On Sat, 07 Jan 2006 11:20:01 +0000,
Tony Raven <[email protected]> wrote:
> Tony Raven wrote:
>
> Must stop replying to my own posts but having searched the paper I've
> finally found the sentence that for 83 individuals studied "Mortality
> was 33.3%". Which means statistically you would have expected two of
> the three helmeted cyclists to have survived whereas all three died. So
> what's the probability that it was chance that all three rather than one
> died?
>

Hope I've got this right :)

none died - 8/27
one died - 4/9
two died - 2/9
three died - 1/27

(at least it adds up)

Tim.

--
God said, "div D = rho, div B = 0, curl E = - @B/@t, curl H = J + @D/@t,"
and there was light.

http://tjw.hn.org/ http://www.locofungus.btinternet.co.uk/
 
in message <[email protected]>, Tony Raven
('[email protected]') wrote:

> which reminds me of
>
> "Only four riders died of fatal injury to head alone and one of
> these was the only rider known to be wearing a safety helmet."
> Sage MD. 1985. NZ Med J: 25
> Dec 1985 Vol 98 No 793


<whistling mode="innocently">
Would someone out there happen to have access to the full text of this
article?
</whistling>

--
[email protected] (Simon Brooke) http://www.jasmine.org.uk/~simon/

;; All in all you're just another hick in the mall
-- Drink C'lloid
 
Simon Brooke wrote:
> in message <[email protected]>, Tony Raven
> ('[email protected]') wrote:
>
>> which reminds me of
>>
>> "Only four riders died of fatal injury to head alone and one of
>> these was the only rider known to be wearing a safety helmet."
>> Sage MD. 1985. NZ Med J: 25
>> Dec 1985 Vol 98 No 793

>
> <whistling mode="innocently">
> Would someone out there happen to have access to the full text of this
> article?
> </whistling>
>


I don't but I know zis Guy who does ;-)

--
Tony

"The best way I know of to win an argument is to start by being in the
right."
- Lord Hailsham
 
Tim Woodall wrote:
>
> Hope I've got this right :)
>
> none died - 8/27
> one died - 4/9
> two died - 2/9
> three died - 1/27
>
> (at least it adds up)
>


Thanks, its been a while since I've done those calcs and I would have
had to spend some time refreshing my memory to get it right. Pretty
interesting result is it not? There is a 96% probability that all the
helmet wearers dying was not chance.

--
Tony

"The best way I know of to win an argument is to start by being in the
right."
- Lord Hailsham
 
On Sat, 07 Jan 2006 14:53:42 +0000,
Tony Raven <[email protected]> wrote:
> Tim Woodall wrote:
>>
>> Hope I've got this right :)
>>
>> none died - 8/27
>> one died - 4/9
>> two died - 2/9
>> three died - 1/27
>>
>> (at least it adds up)
>>

>
> Thanks, its been a while since I've done those calcs and I would have
> had to spend some time refreshing my memory to get it right. Pretty
> interesting result is it not? There is a 96% probability that all the
> helmet wearers dying was not chance.
>

I'm not sure what sort of a conclusion you can draw from this (you need
a statistician :) Certainly, if the only time helmet wearing was
recorded was when the victim was obviously dead to police at the scene
and wearing a helmet then you would expect 100% fatality rate.
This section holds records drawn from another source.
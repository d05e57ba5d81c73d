use std::io::{Read, Seek};
use std::process::Command;

/// Failure of a host-side tool invocation.
///
/// Carries the exit code (absent when the child was killed by a signal)
/// and the trailing bytes of its stderr.
#[derive(Debug, thiserror::Error)]
pub enum CommandError {
    #[error("failed to spawn {program}: {source}")]
    Spawn {
        program: String,
        #[source]
        source: std::io::Error,
    },
    #[error("{program} exited with {}: {stderr}", fmt_code(*.exit_code))]
    Exit {
        program: String,
        exit_code: Option<i32>,
        stderr: String,
    },
}

fn fmt_code(code: Option<i32>) -> String {
    code.map(|c| format!("status {c}"))
        .unwrap_or_else(|| "signal".to_owned())
}

impl CommandError {
    pub fn exit_code(&self) -> Option<i32> {
        match self {
            CommandError::Spawn { .. } => None,
            CommandError::Exit { exit_code, .. } => *exit_code,
        }
    }

    pub fn stderr(&self) -> &str {
        match self {
            CommandError::Spawn { .. } => "",
            CommandError::Exit { stderr, .. } => stderr,
        }
    }
}

/// Helpers intended for [`std::process::Command`].
pub trait CommandRun {
    /// Execute the child process, returning a typed error on failure.
    fn run(&mut self) -> Result<(), CommandError>;

    /// Execute the child process and capture its stdout as a string.
    fn run_get_string(&mut self) -> Result<String, CommandError>;
}

fn program_name(cmd: &Command) -> String {
    cmd.get_program().to_string_lossy().into_owned()
}

fn last_utf8_content_from_file(mut f: std::fs::File) -> String {
    // u16 since we truncate to just the trailing bytes here
    // to avoid pathological error messages
    const MAX_STDERR_BYTES: u16 = 1024;
    let size = f
        .metadata()
        .map_err(|e| {
            tracing::warn!("failed to fstat: {e}");
        })
        .map(|m| m.len().try_into().unwrap_or(u16::MAX))
        .unwrap_or(0);
    let size = size.min(MAX_STDERR_BYTES);
    let seek_offset = -(size as i32);
    let mut stderr_buf = Vec::with_capacity(size.into());
    let r = match f
        .seek(std::io::SeekFrom::End(seek_offset.into()))
        .and_then(|_| f.read_to_end(&mut stderr_buf))
    {
        Ok(_) => String::from_utf8_lossy(&stderr_buf),
        Err(e) => {
            tracing::warn!("failed seek+read: {e}");
            "<failed to read stderr>".into()
        }
    };
    r.trim_end().to_owned()
}

impl CommandRun for Command {
    fn run(&mut self) -> Result<(), CommandError> {
        let program = program_name(self);
        let spawn_err = |source| CommandError::Spawn {
            program: program.clone(),
            source,
        };
        let stderr = tempfile::tempfile().map_err(spawn_err)?;
        self.stderr(stderr.try_clone().map_err(spawn_err)?);
        tracing::trace!("exec: {self:?}");
        let status = self.status().map_err(spawn_err)?;
        if status.success() {
            return Ok(());
        }
        Err(CommandError::Exit {
            program,
            exit_code: status.code(),
            stderr: last_utf8_content_from_file(stderr),
        })
    }

    fn run_get_string(&mut self) -> Result<String, CommandError> {
        let program = program_name(self);
        let spawn_err = |source| CommandError::Spawn {
            program: program.clone(),
            source,
        };
        let mut stdout = tempfile::tempfile().map_err(spawn_err)?;
        self.stdout(stdout.try_clone().map_err(spawn_err)?);
        self.run()?;
        let mut s = String::new();
        stdout
            .seek(std::io::SeekFrom::Start(0))
            .and_then(|_| stdout.read_to_string(&mut s))
            .map_err(spawn_err)?;
        Ok(s)
    }
}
What I found most interesting was the fact that these were then only
recorded cases of helmet wearing. Give the number of helmet saved my
life anecdotes etc, I would have expected to see the results skewed but
in the opposite direction to my above paragraph - i.e. I would expect
the police to record "Wearing a helmet" when the helmet wearer was
obviously alive at the scene (may die later) and "Not wearing a helmet"
where the helmet wearer was obviously dead at the scene. The remaining
two classes I would have expected to be "Helmet wearing not recorded".

This could still be true if very few cyclists are obviously dead at the
scene (regardless of helmet wearing) but usually die hours to days later
in hospital. Additionally, the obviously dead at the scene cyclists
could well tend to be the HGV casualties. I don't suppose anybody would
think a helmet would protect anyone in the (all too common) left turn
crush type accidents and so again, the presence or absence of a helmet
may not be recorded as it's obviously irrelevant.

Tim.

--
God said, "div D = rho, div B = 0, curl E = - @B/@t, curl H = J + @D/@t,"
and there was light.

http://tjw.hn.org/ http://www.locofungus.btinternet.co.uk/
 
Tim Woodall wrote:

>
> I'm not sure what sort of a conclusion you can draw from this


I draw the conclusion that you are making it up as you go along.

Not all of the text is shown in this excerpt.